▶ Task goal:
Only lines with the string "evaluator" should be returned from the data below.

▶ Supplied records:
*** Block opens ***

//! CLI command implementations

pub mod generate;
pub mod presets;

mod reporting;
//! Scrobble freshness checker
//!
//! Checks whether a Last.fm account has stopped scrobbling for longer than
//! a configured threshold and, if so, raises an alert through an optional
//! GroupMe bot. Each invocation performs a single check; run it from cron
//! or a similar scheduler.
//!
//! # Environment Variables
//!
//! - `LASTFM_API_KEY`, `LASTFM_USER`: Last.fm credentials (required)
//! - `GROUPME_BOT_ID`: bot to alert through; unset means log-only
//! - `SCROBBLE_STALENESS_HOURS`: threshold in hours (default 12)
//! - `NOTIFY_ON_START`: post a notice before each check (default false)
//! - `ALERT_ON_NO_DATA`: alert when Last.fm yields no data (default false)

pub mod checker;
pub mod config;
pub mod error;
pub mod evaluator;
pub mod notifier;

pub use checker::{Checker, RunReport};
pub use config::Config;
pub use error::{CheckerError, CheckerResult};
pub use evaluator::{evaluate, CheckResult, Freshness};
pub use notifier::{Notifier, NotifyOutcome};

*** Block closes ***
*** Block opens ***

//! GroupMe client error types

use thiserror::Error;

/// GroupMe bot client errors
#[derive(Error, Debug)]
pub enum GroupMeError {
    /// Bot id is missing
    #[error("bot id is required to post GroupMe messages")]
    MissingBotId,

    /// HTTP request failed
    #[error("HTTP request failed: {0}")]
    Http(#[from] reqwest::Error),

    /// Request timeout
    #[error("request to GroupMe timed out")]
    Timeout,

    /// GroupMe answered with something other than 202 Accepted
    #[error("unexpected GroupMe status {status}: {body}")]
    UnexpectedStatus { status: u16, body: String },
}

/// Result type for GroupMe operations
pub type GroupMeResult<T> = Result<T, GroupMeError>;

*** Block closes ***

▶ Response:
pub mod evaluator;
pub use evaluator::{evaluate, CheckResult, Freshness};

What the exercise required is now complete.